■ **TASK BRIEF**:
Down to the last character, transcribe every record.

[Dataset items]
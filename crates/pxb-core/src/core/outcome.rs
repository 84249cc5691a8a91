use std::error::Error as _;

use serde::{Deserialize, Serialize};
use serde_json::{json, Value};

use super::error::BackendError;

#[derive(Debug, Clone, Serialize, Deserialize)]
pub struct ExecutionOutcome {
    pub status: CommandStatus,
    pub message: String,
    #[serde(default)]
    pub details: Value,
}

impl ExecutionOutcome {
    pub fn success(message: impl Into<String>, details: Value) -> Self {
        Self {
            status: CommandStatus::Ok,
            message: message.into(),
            details,
        }
    }

    pub fn failure(message: impl Into<String>, details: Value) -> Self {
        Self {
            status: CommandStatus::Failure,
            message: message.into(),
            details,
        }
    }

    pub fn user_error(message: impl Into<String>, details: Value) -> Self {
        Self {
            status: CommandStatus::UserError,
            message: message.into(),
            details,
        }
    }

    pub fn unsupported(message: impl Into<String>, details: Value) -> Self {
        Self {
            status: CommandStatus::Unsupported,
            message: message.into(),
            details,
        }
    }

    /// Classify a failed hook for front ends.
    pub fn from_error(err: &BackendError) -> Self {
        let message = err.to_string();
        let mut details = json!({ "reason": reason(err) });
        let causes = causes(err);
        if !causes.is_empty() {
            details["causes"] = json!(causes);
        }
        if let Some(hint) = hint(err) {
            details["hint"] = json!(hint);
        }
        if err.is_unsupported() {
            Self::unsupported(message, details)
        } else if err.is_config_error() {
            Self::user_error(message, details)
        } else {
            Self::failure(message, details)
        }
    }
}

fn reason(err: &BackendError) -> &'static str {
    match err {
        BackendError::Config(_) => "invalid_config",
        BackendError::Descriptor(_) => "invalid_descriptor",
        BackendError::Unsupported { .. } => "unsupported",
        BackendError::Io(_) => "io",
        BackendError::Archive(_) => "archive",
        BackendError::Hook(_) => "file_filter",
        BackendError::DuplicatePath { .. } => "duplicate_path",
    }
}

fn hint(err: &BackendError) -> Option<&'static str> {
    match err {
        BackendError::Descriptor(_) => Some("Fix pyproject.toml and rerun the command."),
        BackendError::Unsupported { .. } => {
            Some("Build the sdist with a backend that supports it.")
        }
        _ => None,
    }
}

fn causes(err: &BackendError) -> Vec<String> {
    let mut causes = Vec::new();
    if let BackendError::Hook(hook) = err {
        causes.extend(hook.chain().skip(1).map(ToString::to_string));
        return causes;
    }
    let mut source = err.source();
    while let Some(cause) = source {
        causes.push(cause.to_string());
        source = cause.source();
    }
    causes
}

#[derive(Debug, Clone, Copy, Serialize, Deserialize, PartialEq, Eq)]
pub enum CommandStatus {
    Ok,
    UserError,
    Unsupported,
    Failure,
}

impl CommandStatus {
    pub fn exit_code(self) -> i32 {
        match self {
            Self::Ok => 0,
            Self::UserError => 1,
            Self::Failure => 2,
            Self::Unsupported => 3,
        }
    }
}

#[must_use]
pub fn to_json_response(operation: &str, outcome: &ExecutionOutcome) -> Value {
    let status = match outcome.status {
        CommandStatus::Ok => "ok",
        CommandStatus::UserError => "user-error",
        CommandStatus::Unsupported => "unsupported",
        CommandStatus::Failure => "error",
    };
    let details = match &outcome.details {
        Value::Object(_) => outcome.details.clone(),
        Value::Null => json!({}),
        other => json!({ "value": other }),
    };
    json!({
        "status": status,
        "message": format_status_message(operation, &outcome.message),
        "details": details,
    })
}

#[must_use]
pub fn format_status_message(operation: &str, message: &str) -> String {
    let prefix = format!("pxb {operation}");
    if message.is_empty() {
        prefix
    } else if message.starts_with(&prefix) {
        message.to_string()
    } else {
        format!("{prefix}: {message}")
    }
}
#![deny(clippy::all, warnings)]

mod core;

pub use crate::core::backend::{Backend, BackendVariant};
pub use crate::core::error::{BackendError, Result};
pub use crate::core::filter::{builtin_hooks, DEFAULT_HOOK, EXCLUDE_HIDDEN_HOOK};
pub use crate::core::hash::{copy_hashed, digest, digest_bytes, FileDigest, PAGE_SIZE};
pub use crate::core::metadata::{
    entry_points_lines, metadata_lines, render_lines, wheel_descriptor_lines, PXB_VERSION,
};
pub use crate::core::outcome::{
    format_status_message, to_json_response, CommandStatus, ExecutionOutcome,
};
pub use crate::core::record::{Record, RecordEntry};

pub use pxb_domain::{
    BuildKind, ConfigError, ConfigSettings, Configuration, DescriptorError, EnvSnapshot,
    HookRegistry, PathPredicate, TagSet, EXCLUDE_TESTS,
};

■ **SOLUTION**:
filename crates/pxb-core/src/core/outcome.rs
repository 84249cc5691a8a91
use std::error::Error as _;

use serde::{Deserialize, Serialize};
use serde_json::{json, Value};

use super::error::BackendError;

#[derive(Debug, Clone, Serialize, Deserialize)]
pub struct ExecutionOutcome {
    pub status: CommandStatus,
    pub message: String,
    #[serde(default)]
    pub details: Value,
}

impl ExecutionOutcome {
    pub fn success(message: impl Into<String>, details: Value) -> Self {
        Self {
            status: CommandStatus::Ok,
            message: message.into(),
            details,
        }
    }

    pub fn failure(message: impl Into<String>, details: Value) -> Self {
        Self {
            status: CommandStatus::Failure,
            message: message.into(),
            details,
        }
    }

    pub fn user_error(message: impl Into<String>, details: Value) -> Self {
        Self {
            status: CommandStatus::UserError,
            message: message.into(),
            details,
        }
    }

    pub fn unsupported(message: impl Into<String>, details: Value) -> Self {
        Self {
            status: CommandStatus::Unsupported,
            message: message.into(),
            details,
        }
    }

    /// Classify a failed hook for front ends.
    pub fn from_error(err: &BackendError) -> Self {
        let message = err.to_string();
        let mut details = json!({ "reason": reason(err) });
        let causes = causes(err);
        if !causes.is_empty() {
            details["causes"] = json!(causes);
        }
        if let Some(hint) = hint(err) {
            details["hint"] = json!(hint);
        }
        if err.is_unsupported() {
            Self::unsupported(message, details)
        } else if err.is_config_error() {
            Self::user_error(message, details)
        } else {
            Self::failure(message, details)
        }
    }
}

fn reason(err: &BackendError) -> &'static str {
    match err {
        BackendError::Config(_) => "invalid_config",
        BackendError::Descriptor(_) => "invalid_descriptor",
        BackendError::Unsupported { .. } => "unsupported",
        BackendError::Io(_) => "io",
        BackendError::Archive(_) => "archive",
        BackendError::Hook(_) => "file_filter",
        BackendError::DuplicatePath { .. } => "duplicate_path",
    }
}

fn hint(err: &BackendError) -> Option<&'static str> {
    match err {
        BackendError::Descriptor(_) => Some("Fix pyproject.toml and rerun the command."),
        BackendError::Unsupported { .. } => {
            Some("Build the sdist with a backend that supports it.")
        }
        _ => None,
    }
}

fn causes(err: &BackendError) -> Vec<String> {
    let mut causes = Vec::new();
    if let BackendError::Hook(hook) = err {
        causes.extend(hook.chain().skip(1).map(ToString::to_string));
        return causes;
    }
    let mut source = err.source();
    while let Some(cause) = source {
        causes.push(cause.to_string());
        source = cause.source();
    }
    causes
}

#[derive(Debug, Clone, Copy, Serialize, Deserialize, PartialEq, Eq)]
pub enum CommandStatus {
    Ok,
    UserError,
    Unsupported,
    Failure,
}

impl CommandStatus {
    pub fn exit_code(self) -> i32 {
        match self {
            Self::Ok => 0,
            Self::UserError => 1,
            Self::Failure => 2,
            Self::Unsupported => 3,
        }
    }
}

#[must_use]
pub fn to_json_response(operation: &str, outcome: &ExecutionOutcome) -> Value {
    let status = match outcome.status {
        CommandStatus::Ok => "ok",
        CommandStatus::UserError => "user-error",
        CommandStatus::Unsupported => "unsupported",
        CommandStatus::Failure => "error",
    };
    let details = match &outcome.details {
        Value::Object(_) => outcome.details.clone(),
        Value::Null => json!({}),
        other => json!({ "value": other }),
    };
    json!({
        "status": status,
        "message": format_status_message(operation, &outcome.message),
        "details": details,
    })
}

#[must_use]
pub fn format_status_message(operation: &str, message: &str) -> String {
    let prefix = format!("pxb {operation}");
    if message.is_empty() {
        prefix
    } else if message.starts_with(&prefix) {
        message.to_string()
    } else {
        format!("{prefix}: {message}")
    }
}
#![deny(clippy::all, warnings)]

mod core;

pub use crate::core::backend::{Backend, BackendVariant};
pub use crate::core::error::{BackendError, Result};
pub use crate::core::filter::{builtin_hooks, DEFAULT_HOOK, EXCLUDE_HIDDEN_HOOK};
pub use crate::core::hash::{copy_hashed, digest, digest_bytes, FileDigest, PAGE_SIZE};
pub use crate::core::metadata::{
    entry_points_lines, metadata_lines, render_lines, wheel_descriptor_lines, PXB_VERSION,
};
pub use crate::core::outcome::{
    format_status_message, to_json_response, CommandStatus, ExecutionOutcome,
};
pub use crate::core::record::{Record, RecordEntry};

pub use pxb_domain::{
    BuildKind, ConfigError, ConfigSettings, Configuration, DescriptorError, EnvSnapshot,
    HookRegistry, PathPredicate, TagSet, EXCLUDE_TESTS,
};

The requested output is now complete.